Yadkin Project (FERC No. 2197)

National Register of Historic Places Eligibility Study

Final Study Plan

November 2003



Alcoa Power Generating Inc. (APGI) is the licensee for the Yadkin Hydroelectric Project.  The Yadkin Project is currently licensed by the Federal Energy Regulatory Commission (FERC) as Project No. 2197.  This license expires in 2008 and APGI must file a new license application with FERC on or before April 30, 2006 to continue operation of the Project. 


The Yadkin Project consists of four reservoirs, dams, and powerhouses (High Rock, Tuckertown, Narrows , and Falls) located on a 38-mile stretch of the Yadkin River in central North Carolina .  The Project generates electricity to support the power needs of Alcoa’s Badin Works, to support its other aluminum operations, or is sold on the open market.

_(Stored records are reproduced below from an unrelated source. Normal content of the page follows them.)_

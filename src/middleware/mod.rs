pub mod request_id;

pub use request_id::{request_id_layer, X_REQUEST_ID};
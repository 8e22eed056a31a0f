//! Pagination utilities for list endpoints

use axum::{
    response::{IntoResponse, Response},
    Json,
};
use serde::{Deserialize, Serialize};

/// Pagination query parameters
#[derive(Debug, Clone, Copy, Deserialize, Default)]
pub struct PaginationParams {
    /// Page number (1-indexed)
    pub page: Option<u32>,

    /// Items per page
    pub per_page: Option<u32>,
}

impl PaginationParams {
    /// Maximum allowed items per page
    pub const MAX_PER_PAGE: u32 = 100;

    pub fn new(page: Option<u32>, per_page: Option<u32>) -> Self {
        Self { page, per_page }
    }

    /// Returns the clamped per_page value
    pub fn per_page(&self) -> u32 {
        self.per_page.unwrap_or(20).clamp(1, Self::MAX_PER_PAGE)
    }

    /// Returns the page (1-indexed, minimum 1)
    pub fn page(&self) -> u32 {
        self.page.unwrap_or(1).max(1)
    }

    /// SQL OFFSET
    pub fn offset(&self) -> i64 {
        (self.page() as i64 - 1) * self.per_page() as i64
    }

    /// SQL LIMIT
    pub fn limit(&self) -> i64 {
        self.per_page() as i64
    }
}

/// Pagination metadata
#[derive(Debug, Clone, Serialize)]
pub struct PaginationMeta {
    pub page: u32,
    pub per_page: u32,
    pub total_items: u64,
    pub total_pages: u32,
    pub has_next: bool,
    pub has_prev: bool,
}

impl PaginationMeta {
    pub fn new(params: &PaginationParams, total_items: u64) -> Self {
        let per_page = params.per_page();
        let page = params.page();
        let total_pages = total_items.div_ceil(per_page as u64) as u32;

        Self {
            page,
            per_page,
            total_items,
            total_pages,
            has_next: page < total_pages,
            has_prev: page > 1,
        }
    }
}

/// Paginated response wrapper
#[derive(Debug, Serialize)]
pub struct Paginated<T: Serialize> {
    pub data: Vec<T>,
    pub pagination: PaginationMeta,
}

impl<T: Serialize> Paginated<T> {
    pub fn new(data: Vec<T>, params: &PaginationParams, total_items: i64) -> Self {
        Self {
            data,
            pagination: PaginationMeta::new(params, total_items.max(0) as u64),
        }
    }
}

impl<T: Serialize> IntoResponse for Paginated<T> {
    fn into_response(self) -> Response {
        Json(self).into_response()
    }
}

#[cfg(test)]
mod tests {
    use super::*;

    #[test]
    fn defaults_and_clamping() {
        let params = PaginationParams::default();
        assert_eq!(params.page(), 1);
        assert_eq!(params.per_page(), 20);
        assert_eq!(params.offset(), 0);

        let params = PaginationParams::new(Some(0), Some(1000));
        assert_eq!(params.page(), 1);
        assert_eq!(params.per_page(), PaginationParams::MAX_PER_PAGE);

        let params = PaginationParams::new(Some(3), Some(0));
        assert_eq!(params.per_page(), 1);
        assert_eq!(params.offset(), 2);
    }

    #[test]
    fn meta_reports_neighbouring_pages() {
        let params = PaginationParams::new(Some(2), Some(10));
        let meta = PaginationMeta::new(&params, 25);
        assert_eq!(meta.total_pages, 3);
        assert!(meta.has_next);
        assert!(meta.has_prev);

        let meta = PaginationMeta::new(&PaginationParams::default(), 0);
        assert_eq!(meta.total_pages, 0);
        assert!(!meta.has_next);
        assert!(!meta.has_prev);
    }
}
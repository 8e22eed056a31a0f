//! API response types, pagination and request extractors

pub mod pagination;
pub mod query;
pub mod response;
pub mod validated_json;

pub use pagination::{Paginated, PaginationParams};
pub use query::ensure_range;
pub use response::{Created, DataResponse, NoContent};
pub use validated_json::ValidateJson;
//! Standard API response types

use axum::{
    http::StatusCode,
    response::{IntoResponse, Response},
    Json,
};
use serde::Serialize;

/// Response for single data item
#[derive(Debug, Serialize)]
pub struct DataResponse<T: Serialize> {
    pub data: T,
}

impl<T: Serialize> DataResponse<T> {
    pub fn new(data: T) -> Self {
        Self { data }
    }
}

impl<T: Serialize> IntoResponse for DataResponse<T> {
    fn into_response(self) -> Response {
        Json(self).into_response()
    }
}

/// `201 Created` with the item wrapped in `{ "data": ... }`
pub struct Created<T: Serialize>(pub T);

impl<T: Serialize> IntoResponse for Created<T> {
    fn into_response(self) -> Response {
        (StatusCode::CREATED, Json(DataResponse::new(self.0))).into_response()
    }
}

/// Helper for no content responses
pub struct NoContent;

impl IntoResponse for NoContent {
    fn into_response(self) -> Response {
        StatusCode::NO_CONTENT.into_response()
    }
}

#[cfg(test)]
mod tests {
    use super::*;
    use http_body_util::BodyExt;

    async fn body_json(response: Response) -> serde_json::Value {
        let bytes = response.into_body().collect().await.unwrap().to_bytes();
        serde_json::from_slice(&bytes).unwrap()
    }

    #[tokio::test]
    async fn created_wraps_item_in_data() {
        let response = Created(serde_json::json!({ "grn_number": "GRN-20260105-0001" })).into_response();
        assert_eq!(response.status(), StatusCode::CREATED);
        assert_eq!(
            body_json(response).await,
            serde_json::json!({ "data": { "grn_number": "GRN-20260105-0001" } })
        );
    }

    #[tokio::test]
    async fn no_content_has_empty_body() {
        let response = NoContent.into_response();
        assert_eq!(response.status(), StatusCode::NO_CONTENT);
        let bytes = response.into_body().collect().await.unwrap().to_bytes();
        assert!(bytes.is_empty());
    }
}
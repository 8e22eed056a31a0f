//! Attendance routes
//!
//! Employee check-in/check-out; closed records feed payroll.

use axum::{
    extract::{Query, State},
    response::IntoResponse,
};
use chrono::{DateTime, NaiveDate, Utc};
use std::sync::Arc;
use uuid::Uuid;

use crate::api::{ensure_range, Created, DataResponse, Paginated, PaginationParams, ValidateJson};
use crate::app::AppState;
use crate::auth::RequireAuth;
use crate::domain::attendance::{
    AttendanceQuery, AttendanceResponse, CheckInRequest, CheckOutRequest,
};
use crate::error::ApiError;
use crate::routes::dashboard;

#[derive(Debug, sqlx::FromRow)]
struct AttendanceRow {
    id: Uuid,
    employee_id: Uuid,
    employee_name: String,
    work_date: NaiveDate,
    check_in: DateTime<Utc>,
    check_out: Option<DateTime<Utc>>,
}

impl From<AttendanceRow> for AttendanceResponse {
    fn from(row: AttendanceRow) -> Self {
        Self {
            id: row.id,
            employee_id: row.employee_id,
            employee_name: row.employee_name,
            work_date: row.work_date,
            check_in: row.check_in,
            check_out: row.check_out,
            worked_minutes: AttendanceResponse::worked_minutes(row.check_in, row.check_out),
        }
    }
}

/// POST /api/attendance/check-in
pub async fn check_in(
    State(state): State<Arc<AppState>>,
    auth: RequireAuth,
    ValidateJson(req): ValidateJson<CheckInRequest>,
) -> Result<impl IntoResponse, ApiError> {
    let at = req.at.unwrap_or_else(Utc::now);

    let (employee_name, active): (String, bool) = sqlx::query_as(
        "SELECT full_name, active FROM employees WHERE id = $1 AND tenant_id = $2",
    )
    .bind(req.employee_id)
    .bind(auth.tenant_id)
    .fetch_optional(&state.db)
    .await?
    .ok_or_else(|| ApiError::not_found("Employee not found"))?;

    if !active {
        return Err(ApiError::conflict("Employee is inactive"));
    }

    let row = sqlx::query_as::<_, AttendanceRow>(
        r#"
        INSERT INTO attendance (tenant_id, employee_id, work_date, check_in)
        VALUES ($1, $2, $3, $4)
        RETURNING id, employee_id, $5::text AS employee_name, work_date, check_in, check_out
        "#,
    )
    .bind(auth.tenant_id)
    .bind(req.employee_id)
    .bind(at.date_naive())
    .bind(at)
    .bind(&employee_name)
    .fetch_one(&state.db)
    .await
    .map_err(|e| match ApiError::from(e) {
        ApiError::Conflict(_) => ApiError::conflict("Employee is already checked in"),
        other => other,
    })?;

    tracing::info!(tenant_id = %auth.tenant_id, employee_id = %req.employee_id, "Employee checked in");

    dashboard::invalidate(&state, auth.tenant_id).await;

    Ok(Created(AttendanceResponse::from(row)))
}

/// POST /api/attendance/check-out
pub async fn check_out(
    State(state): State<Arc<AppState>>,
    auth: RequireAuth,
    ValidateJson(req): ValidateJson<CheckOutRequest>,
) -> Result<impl IntoResponse, ApiError> {
    let at = req.at.unwrap_or_else(Utc::now);

    let mut tx = state.db.begin().await?;

    let open: Option<(Uuid, DateTime<Utc>)> = sqlx::query_as(
        r#"
        SELECT id, check_in FROM attendance
        WHERE employee_id = $1 AND tenant_id = $2 AND check_out IS NULL
        FOR UPDATE
        "#,
    )
    .bind(req.employee_id)
    .bind(auth.tenant_id)
    .fetch_optional(&mut *tx)
    .await?;

    let Some((record_id, checked_in_at)) = open else {
        return Err(ApiError::conflict("Employee is not checked in"));
    };

    if at <= checked_in_at {
        return Err(ApiError::bad_request("Check-out must be after check-in"));
    }

    let row = sqlx::query_as::<_, AttendanceRow>(
        r#"
        UPDATE attendance a SET check_out = $2
        FROM employees e
        WHERE a.id = $1 AND e.id = a.employee_id
        RETURNING a.id, a.employee_id, e.full_name AS employee_name, a.work_date, a.check_in, a.check_out
        "#,
    )
    .bind(record_id)
    .bind(at)
    .fetch_one(&mut *tx)
    .await?;

    tx.commit().await?;

    tracing::info!(
        tenant_id = %auth.tenant_id,
        employee_id = %req.employee_id,
        worked_minutes = ?AttendanceResponse::worked_minutes(row.check_in, row.check_out),
        "Employee checked out"
    );

    dashboard::invalidate(&state, auth.tenant_id).await;

    Ok(DataResponse::new(AttendanceResponse::from(row)))
}

/// GET /api/attendance
pub async fn list_attendance(
    State(state): State<Arc<AppState>>,
    Query(query): Query<AttendanceQuery>,
    auth: RequireAuth,
) -> Result<impl IntoResponse, ApiError> {
    ensure_range(query.from.as_ref(), query.to.as_ref())?;
    let pagination = PaginationParams::new(query.page, query.per_page);

    let total: i64 = sqlx::query_scalar(
        r#"
        SELECT COUNT(*) FROM attendance
        WHERE tenant_id = $1
          AND ($2::uuid IS NULL OR employee_id = $2)
          AND ($3::date IS NULL OR work_date >= $3)
          AND ($4::date IS NULL OR work_date <= $4)
        "#,
    )
    .bind(auth.tenant_id)
    .bind(query.employee_id)
    .bind(query.from)
    .bind(query.to)
    .fetch_one(&state.db)
    .await?;

    let rows = sqlx::query_as::<_, AttendanceRow>(
        r#"
        SELECT a.id, a.employee_id, e.full_name AS employee_name, a.work_date, a.check_in, a.check_out
        FROM attendance a
        JOIN employees e ON e.id = a.employee_id
        WHERE a.tenant_id = $1
          AND ($2::uuid IS NULL OR a.employee_id = $2)
          AND ($3::date IS NULL OR a.work_date >= $3)
          AND ($4::date IS NULL OR a.work_date <= $4)
        ORDER BY a.check_in DESC
        LIMIT $5 OFFSET $6
        "#,
    )
    .bind(auth.tenant_id)
    .bind(query.employee_id)
    .bind(query.from)
    .bind(query.to)
    .bind(pagination.limit())
    .bind(pagination.offset())
    .fetch_all(&state.db)
    .await?;

    let data: Vec<AttendanceResponse> = rows.into_iter().map(Into::into).collect();
    Ok(Paginated::new(data, &pagination, total))
}
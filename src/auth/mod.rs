pub mod claims;
pub mod context;
pub mod jwks;
pub mod middleware;

pub use claims::Claims;
pub use context::{AuthContext, Role};
pub use jwks::JwksCache;
pub use middleware::RequireAuth;
//! Gate routes
//!
//! Vehicle entries and exits at the site gate.

use axum::{
    extract::{Path, Query, State},
    response::IntoResponse,
    Json,
};
use chrono::{DateTime, Utc};
use std::sync::Arc;
use uuid::Uuid;

use crate::api::{ensure_range, Created, DataResponse, Paginated, PaginationParams, ValidateJson};
use crate::app::AppState;
use crate::auth::RequireAuth;
use crate::domain::gate::{
    normalize_plate, VehicleEntryRequest, VehicleExitRequest, VehicleMovementResponse,
    VehicleQuery, VehicleType,
};
use crate::error::ApiError;
use crate::routes::dashboard;

#[derive(Debug, sqlx::FromRow)]
struct MovementRow {
    id: Uuid,
    plate_number: String,
    driver_name: Option<String>,
    vehicle_type: String,
    purpose: Option<String>,
    shipment_id: Option<Uuid>,
    seal_number: Option<String>,
    entered_at: DateTime<Utc>,
    exited_at: Option<DateTime<Utc>>,
}

impl From<MovementRow> for VehicleMovementResponse {
    fn from(row: MovementRow) -> Self {
        Self {
            id: row.id,
            plate_number: row.plate_number,
            driver_name: row.driver_name,
            vehicle_type: VehicleType::from_db(&row.vehicle_type),
            purpose: row.purpose,
            shipment_id: row.shipment_id,
            seal_number: row.seal_number,
            entered_at: row.entered_at,
            exited_at: row.exited_at,
        }
    }
}

const MOVEMENT_COLUMNS: &str = "id, plate_number, driver_name, vehicle_type, purpose, \
     shipment_id, seal_number, entered_at, exited_at";

/// POST /api/gate/vehicles
///
/// Record a vehicle entering. A plate can only be on site once.
pub async fn record_entry(
    State(state): State<Arc<AppState>>,
    auth: RequireAuth,
    ValidateJson(req): ValidateJson<VehicleEntryRequest>,
) -> Result<impl IntoResponse, ApiError> {
    let plate = normalize_plate(&req.plate_number);
    if plate.len() < 2 {
        return Err(ApiError::bad_request("plate_number is too short"));
    }

    if let Some(shipment_id) = req.shipment_id {
        let exists: bool = sqlx::query_scalar(
            "SELECT EXISTS(SELECT 1 FROM shipments WHERE id = $1 AND tenant_id = $2)",
        )
        .bind(shipment_id)
        .bind(auth.tenant_id)
        .fetch_one(&state.db)
        .await?;

        if !exists {
            return Err(ApiError::bad_request("Unknown shipment"));
        }
    }

    let row = sqlx::query_as::<_, MovementRow>(&format!(
        r#"
        INSERT INTO vehicle_movements
            (tenant_id, plate_number, driver_name, vehicle_type, purpose, shipment_id, seal_number, entered_at)
        VALUES ($1, $2, $3, $4, $5, $6, $7, $8)
        RETURNING {MOVEMENT_COLUMNS}
        "#
    ))
    .bind(auth.tenant_id)
    .bind(&plate)
    .bind(&req.driver_name)
    .bind(req.vehicle_type.as_str())
    .bind(&req.purpose)
    .bind(req.shipment_id)
    .bind(&req.seal_number)
    .bind(req.at.unwrap_or_else(Utc::now))
    .fetch_one(&state.db)
    .await
    .map_err(|e| match ApiError::from(e) {
        ApiError::Conflict(_) => ApiError::conflict(format!("Vehicle {} is already on site", plate)),
        other => other,
    })?;

    tracing::info!(tenant_id = %auth.tenant_id, movement_id = %row.id, plate = %plate, "Vehicle entered");

    dashboard::invalidate(&state, auth.tenant_id).await;

    Ok(Created(VehicleMovementResponse::from(row)))
}

/// POST /api/gate/vehicles/:id/exit
///
/// The body is optional; without one the exit is recorded now.
pub async fn record_exit(
    State(state): State<Arc<AppState>>,
    Path(id): Path<Uuid>,
    auth: RequireAuth,
    body: Option<Json<VehicleExitRequest>>,
) -> Result<impl IntoResponse, ApiError> {
    let at = body.and_then(|Json(req)| req.at).unwrap_or_else(Utc::now);

    let mut tx = state.db.begin().await?;

    let current: Option<(DateTime<Utc>, Option<DateTime<Utc>>)> = sqlx::query_as(
        "SELECT entered_at, exited_at FROM vehicle_movements WHERE id = $1 AND tenant_id = $2 FOR UPDATE",
    )
    .bind(id)
    .bind(auth.tenant_id)
    .fetch_optional(&mut *tx)
    .await?;

    match current {
        None => return Err(ApiError::not_found("Vehicle movement not found")),
        Some((_, Some(_))) => return Err(ApiError::conflict("Vehicle has already exited")),
        Some((entered_at, None)) if at < entered_at => {
            return Err(ApiError::bad_request("Exit time precedes entry time"))
        }
        Some(_) => {}
    }

    let row = sqlx::query_as::<_, MovementRow>(&format!(
        "UPDATE vehicle_movements SET exited_at = $2 WHERE id = $1 RETURNING {MOVEMENT_COLUMNS}"
    ))
    .bind(id)
    .bind(at)
    .fetch_one(&mut *tx)
    .await?;

    tx.commit().await?;

    tracing::info!(tenant_id = %auth.tenant_id, movement_id = %id, plate = %row.plate_number, "Vehicle exited");

    dashboard::invalidate(&state, auth.tenant_id).await;

    Ok(DataResponse::new(VehicleMovementResponse::from(row)))
}

/// GET /api/gate/vehicles
pub async fn list_movements(
    State(state): State<Arc<AppState>>,
    Query(query): Query<VehicleQuery>,
    auth: RequireAuth,
) -> Result<impl IntoResponse, ApiError> {
    ensure_range(query.from.as_ref(), query.to.as_ref())?;
    let pagination = PaginationParams::new(query.page, query.per_page);
    let plate = query.plate.as_deref().map(|p| format!("%{}%", normalize_plate(p)));

    let total: i64 = sqlx::query_scalar(
        r#"
        SELECT COUNT(*) FROM vehicle_movements
        WHERE tenant_id = $1
          AND ($2::boolean IS NULL OR (exited_at IS NULL) = $2)
          AND ($3::text IS NULL OR plate_number LIKE $3)
          AND ($4::timestamptz IS NULL OR entered_at >= $4)
          AND ($5::timestamptz IS NULL OR entered_at <= $5)
        "#,
    )
    .bind(auth.tenant_id)
    .bind(query.on_site)
    .bind(&plate)
    .bind(query.from)
    .bind(query.to)
    .fetch_one(&state.db)
    .await?;

    let rows = sqlx::query_as::<_, MovementRow>(&format!(
        r#"
        SELECT {MOVEMENT_COLUMNS}
        FROM vehicle_movements
        WHERE tenant_id = $1
          AND ($2::boolean IS NULL OR (exited_at IS NULL) = $2)
          AND ($3::text IS NULL OR plate_number LIKE $3)
          AND ($4::timestamptz IS NULL OR entered_at >= $4)
          AND ($5::timestamptz IS NULL OR entered_at <= $5)
        ORDER BY entered_at DESC
        LIMIT $6 OFFSET $7
        "#
    ))
    .bind(auth.tenant_id)
    .bind(query.on_site)
    .bind(&plate)
    .bind(query.from)
    .bind(query.to)
    .bind(pagination.limit())
    .bind(pagination.offset())
    .fetch_all(&state.db)
    .await?;

    let data: Vec<VehicleMovementResponse> = rows.into_iter().map(Into::into).collect();
    Ok(Paginated::new(data, &pagination, total))
}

As part of the relicensing process, APGI prepared and distributed, in September 2002, an Initial Consultation Document (ICD), which provides a general overview of the Project.  Agencies, municipalities, non-governmental organizations and members of the public were given an opportunity to review the ICD and identify information and studies that are needed to address relicensing issues. To further assist in the identification of issues and data/study needs, APGI formed several Issue Advisory Groups (IAGs) to advise APGI on resource issues throughout the relicensing process. IAGs also have the opportunity to review and comment on Draft Study Plans. One of the IAGs, the Cultural Resources Issue Advisory Group, was formed to address historic, architectural, and archaeological properties within the project’s boundary.


Issue/ Overview


Section 106 of the National Historic Preservation Act (NHPA) requires that FERC take into account the effects of its relicensing decision on historic properties, and to allow the Advisory Council on Historic Preservation (ACHP) a reasonable opportunity to comment on FERC’s relicensing decision.  In North Carolina , the Division of Historic Resources serves as the State Historic Preservation Office (SHPO).  This office is responsible for the administration of the Section 106 program and has specific requirements for historic property analysis and assessment.  In recent years, the SHPO has reviewed two FERC relicensing efforts regarding historic properties: APGI’s Tapoco Hydroelectric Project and Duke Power’s Nantahala Project.  The SHPO has indicated that the level of effort and research produced for these two studies meet the state’s criteria. This level of effort will include the National Register eligibility assessments of the Yadkin Project’s four hydroelectric developments: Narrows, Falls, High Rock and Tuckertown.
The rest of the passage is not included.